Free festivals were basically markets for illegal drug sales. The groups playing for free and counterculture elites' distribution of free LSD and gurus making speaking tours were growing the market, creating brand recognition, advertising just like Madison Avenue's fantasies. Commerce drives the evolution of Glastonbury Festival and popular music trends seems evidence of that.

Gurus required capital to travel from Asia and a source of income to remain in the West. They made speeches, boasted of their powers, gathered interested followers, taught their enlightening methods and in return enough income was provided to enable them to continue doing so. In many cases, e.g. Prem Rawat, very large amounts of money and property were accumulated. Rawat still holds festivals and wild scenes of premie experiential immediacy still occur, like spontaneous sitting.

Premies in 2017

The most important role played by Prem Rawat's constant speaking tours is profit. It certainly can't be success in bringing outsiders into the experience of Knowledge as that has been 40 years of failure.

LSD and THC are drugs, chemicals that alter brain chemistry. After 50 years we can be quite sure that their use did not "transform the world."

The experiences offered by LSD and to a lesser extent marijuana were seen in religious terms, an insight into the infinity of the cosmos and cosmic energy underlying everything, and as with many religions, where the experiential realm of divinity is paramount, proselytizing the transformation inherent in such experiences is of prime importance. Leary, Alpert, Ginsberg and Kesey were certain that LSD and other psychedelic experiences could transform the world and users would pass on their experiences to others, offering the drug to anyone with enough sense of curiosity to experiment. Both hippies and activists would sample the psychedelic experience and as stated by McKay, 'in the views of some, acid was the tool for social revolution, for some it was the path to personal enlightenment' ('McKay, The Social and Cultural 1960s').

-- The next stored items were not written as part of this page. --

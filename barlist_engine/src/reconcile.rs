//! The reconciliation core: compares the current snapshot against fund
//! metrics and the previous snapshot, classifies discrepancies, and builds
//! the [`VerificationResult`].
//!
//! The reconciler is a pure function of its inputs — cross-run state (the
//! previous snapshot) is passed in by the caller, never read from anywhere
//! else. Discrepancies are emitted in a fixed kind order and sorted within
//! each kind, so the serialized result is deterministic and diffable day
//! over day.

use std::collections::{BTreeMap, BTreeSet};

use chrono::NaiveDate;
use rust_decimal::{Decimal, RoundingStrategy};

use crate::adapters::DocumentHeader;
use crate::aggregate::InventorySummary;
use crate::config::ReconcileConfig;
use crate::metrics::FundMetrics;
use crate::models::bar::BarRecord;
use crate::models::discrepancy::{Discrepancy, DiscrepancyKind};
use crate::models::verification::{VerificationResult, VerificationStatus};
use crate::normalize::{canonicalize_serial, NormalizationError};

/// Everything one reconciliation pass consumes.
pub struct ReconcileInputs<'a> {
    /// Fund the snapshot belongs to.
    pub fund_id: &'a str,
    /// Custodian that published the bar list.
    pub provider: &'a str,
    /// The run's snapshot date.
    pub snapshot_date: NaiveDate,
    /// Current snapshot, as normalized (duplicates included).
    pub current: &'a [BarRecord],
    /// Aggregates recomputed from `current`.
    pub summary: &'a InventorySummary,
    /// Rows that failed normalization this run.
    pub failures: &'a [NormalizationError],
    /// Fund self-reported totals; `None` skips the fund-level comparisons.
    pub metrics: Option<&'a FundMetrics>,
    /// The previous run's record set; `None` on the first run.
    pub previous: Option<&'a [BarRecord]>,
    /// The document's self-declared totals.
    pub header: &'a DocumentHeader,
}

/// Runs every check in the fixed detection order and assembles the result.
pub fn reconcile(inputs: &ReconcileInputs<'_>, cfg: &ReconcileConfig) -> VerificationResult {
    let mut findings = Vec::new();

    detect_duplicate_serials(inputs, &mut findings);
    collect_parse_failures(inputs, &mut findings);
    detect_weight_mismatch(inputs, cfg, &mut findings);
    detect_count_mismatch(inputs, &mut findings);
    detect_missing_bars(inputs, &mut findings);
    detect_vault_anomalies(inputs, cfg, &mut findings);
    detect_header_mismatch(inputs, cfg, &mut findings);

    // All findings surface; there is no silent-pass threshold.
    let status = if findings.is_empty() {
        VerificationStatus::Ok
    } else {
        VerificationStatus::DiscrepancyFound
    };

    VerificationResult {
        fund_id: inputs.fund_id.to_string(),
        snapshot_date: inputs.snapshot_date,
        bar_count: inputs.summary.total.bar_count,
        total_weight_oz: inputs.summary.total.total_weight_oz,
        fund_reported_oz: inputs.metrics.map(|m| m.total_oz),
        discrepancies: findings,
        status,
    }
}

fn finding(
    inputs: &ReconcileInputs<'_>,
    kind: DiscrepancyKind,
    details: BTreeMap<String, String>,
) -> Discrepancy {
    Discrepancy::new(kind, inputs.snapshot_date, details)
}

/// Same `(serial, provider)` listed more than once in one snapshot.
fn detect_duplicate_serials(inputs: &ReconcileInputs<'_>, out: &mut Vec<Discrepancy>) {
    let mut by_serial: BTreeMap<&str, Vec<&BarRecord>> = BTreeMap::new();
    for record in inputs.current {
        by_serial.entry(record.serial.as_str()).or_default().push(record);
    }

    for (serial, group) in by_serial {
        if group.len() < 2 {
            continue;
        }
        let weights = group
            .iter()
            .map(|r| r.weight_oz.to_string())
            .collect::<Vec<_>>()
            .join("; ");
        let details = BTreeMap::from([
            ("serial".to_string(), serial.to_string()),
            ("occurrences".to_string(), group.len().to_string()),
            ("weights_oz".to_string(), weights),
        ]);
        out.push(finding(inputs, DiscrepancyKind::DuplicateSerial, details));
    }
}

/// One `parse_failure` finding per row that failed normalization.
fn collect_parse_failures(inputs: &ReconcileInputs<'_>, out: &mut Vec<Discrepancy>) {
    let mut failures: Vec<&NormalizationError> = inputs.failures.iter().collect();
    failures.sort_by_key(|f| (f.serial().to_string(), f.to_string()));

    for failure in failures {
        let details = BTreeMap::from([
            ("serial".to_string(), failure.serial().to_string()),
            ("error".to_string(), failure.to_string()),
        ]);
        out.push(finding(inputs, DiscrepancyKind::ParseFailure, details));
    }
}

/// Bar-list total vs fund-reported ounces, relative to tolerance.
fn detect_weight_mismatch(
    inputs: &ReconcileInputs<'_>,
    cfg: &ReconcileConfig,
    out: &mut Vec<Discrepancy>,
) {
    let Some(metrics) = inputs.metrics else {
        return; // comparison skipped, not failed
    };
    if metrics.total_oz <= Decimal::ZERO {
        return;
    }

    let total = inputs.summary.total.total_weight_oz;
    let difference = (total - metrics.total_oz).abs();
    let deviation = difference / metrics.total_oz;
    if deviation <= cfg.weight_tolerance {
        return;
    }

    let details = BTreeMap::from([
        ("fund_reported_oz".to_string(), metrics.total_oz.to_string()),
        ("barlist_total_oz".to_string(), total.to_string()),
        ("difference_oz".to_string(), difference.to_string()),
        (
            "relative_deviation".to_string(),
            deviation
                .round_dp_with_strategy(6, RoundingStrategy::MidpointNearestEven)
                .to_string(),
        ),
        ("tolerance".to_string(), cfg.weight_tolerance.to_string()),
    ]);
    out.push(finding(inputs, DiscrepancyKind::WeightMismatch, details));
}

/// Parsed bar count vs fund-published bar count.
fn detect_count_mismatch(inputs: &ReconcileInputs<'_>, out: &mut Vec<Discrepancy>) {
    let Some(reported) = inputs.metrics.and_then(|m| m.reported_bar_count) else {
        return;
    };
    let parsed = inputs.summary.total.bar_count;
    if parsed == reported {
        return;
    }

    let details = BTreeMap::from([
        ("reported_bar_count".to_string(), reported.to_string()),
        ("parsed_bar_count".to_string(), parsed.to_string()),
    ]);
    out.push(finding(inputs, DiscrepancyKind::CountMismatch, details));
}

/// Serials present last run, absent now, with no disclosed removal.
fn detect_missing_bars(inputs: &ReconcileInputs<'_>, out: &mut Vec<Discrepancy>) {
    let Some(previous) = inputs.previous else {
        return; // first run, nothing to compare against
    };

    let current: BTreeSet<&str> = inputs.current.iter().map(|r| r.serial.as_str()).collect();
    let disclosed: BTreeSet<String> = inputs
        .metrics
        .and_then(|m| m.disclosed_removals.as_ref())
        .map(|serials| serials.iter().map(|s| canonicalize_serial(s)).collect())
        .unwrap_or_default();

    let mut prev_by_serial: BTreeMap<&str, &BarRecord> = BTreeMap::new();
    for record in previous {
        if record.source_provider == inputs.provider {
            prev_by_serial.entry(record.serial.as_str()).or_insert(record);
        }
    }

    for (serial, record) in prev_by_serial {
        if current.contains(serial) || disclosed.contains(serial) {
            continue;
        }
        let details = BTreeMap::from([
            ("serial".to_string(), serial.to_string()),
            ("brand".to_string(), record.brand.clone()),
            ("vault".to_string(), record.vault.clone()),
            ("last_weight_oz".to_string(), record.weight_oz.to_string()),
        ]);
        out.push(finding(inputs, DiscrepancyKind::MissingBar, details));
    }
}

/// Vault or brand changed between snapshots for a surviving serial.
fn detect_vault_anomalies(
    inputs: &ReconcileInputs<'_>,
    cfg: &ReconcileConfig,
    out: &mut Vec<Discrepancy>,
) {
    if !cfg.flag_transfers {
        return;
    }
    let Some(previous) = inputs.previous else {
        return;
    };

    let mut current_by_serial: BTreeMap<&str, &BarRecord> = BTreeMap::new();
    for record in inputs.current {
        current_by_serial.entry(record.serial.as_str()).or_insert(record);
    }

    let mut prev_by_serial: BTreeMap<&str, &BarRecord> = BTreeMap::new();
    for record in previous {
        if record.source_provider == inputs.provider {
            prev_by_serial.entry(record.serial.as_str()).or_insert(record);
        }
    }

    for (serial, prev) in prev_by_serial {
        let Some(cur) = current_by_serial.get(serial) else {
            continue;
        };

        let mut details = BTreeMap::new();
        if prev.vault != cur.vault {
            details.insert("previous_vault".to_string(), prev.vault.clone());
            details.insert("current_vault".to_string(), cur.vault.clone());
        }
        if prev.brand != cur.brand {
            details.insert("previous_brand".to_string(), prev.brand.clone());
            details.insert("current_brand".to_string(), cur.brand.clone());
        }
        if details.is_empty() {
            continue;
        }
        details.insert("serial".to_string(), serial.to_string());
        out.push(finding(inputs, DiscrepancyKind::VaultAnomaly, details));
    }
}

"proselytizing the transformation inherent in such experiences is of prime importance"


Chapter 6: The Significance of Glastonbury p99

Geaves reports a multitude of weird, contradictory and bizarre occultural and mythic reasons for the "spiritual importance" of Glastonbury though the incredibly beautiful and awe-inspiring Tor and the surrounding countryside (which surely was the initial impetus for Glastonbury's ancient importance) seems to be a compelling explanation.

Although I have treated the myths that make Glastonbury such an important site of historic and contemporary pilgrimage with a hermeneutic of suspicion, the historicity of the events is not as important as the way in which people accept them. As pointed out by Bowman, 'Glastonbury's past and its present signficance have the status of "common knowledge" or "received wisdom."

Glastonbury Tor

Rawat does mention the transformation of Glastonbury shops and the change in parochial attitudes to the counterculture. These were caused by the influx of trade and money brought into the town by the Occulturage industry and its buyers and sellers. Glastonbury now has no other industry but the New Age. The counterculture helped create and expand the market in occulturage and the commercialisation of spirituality and "wellness." Greed, commerce and profit.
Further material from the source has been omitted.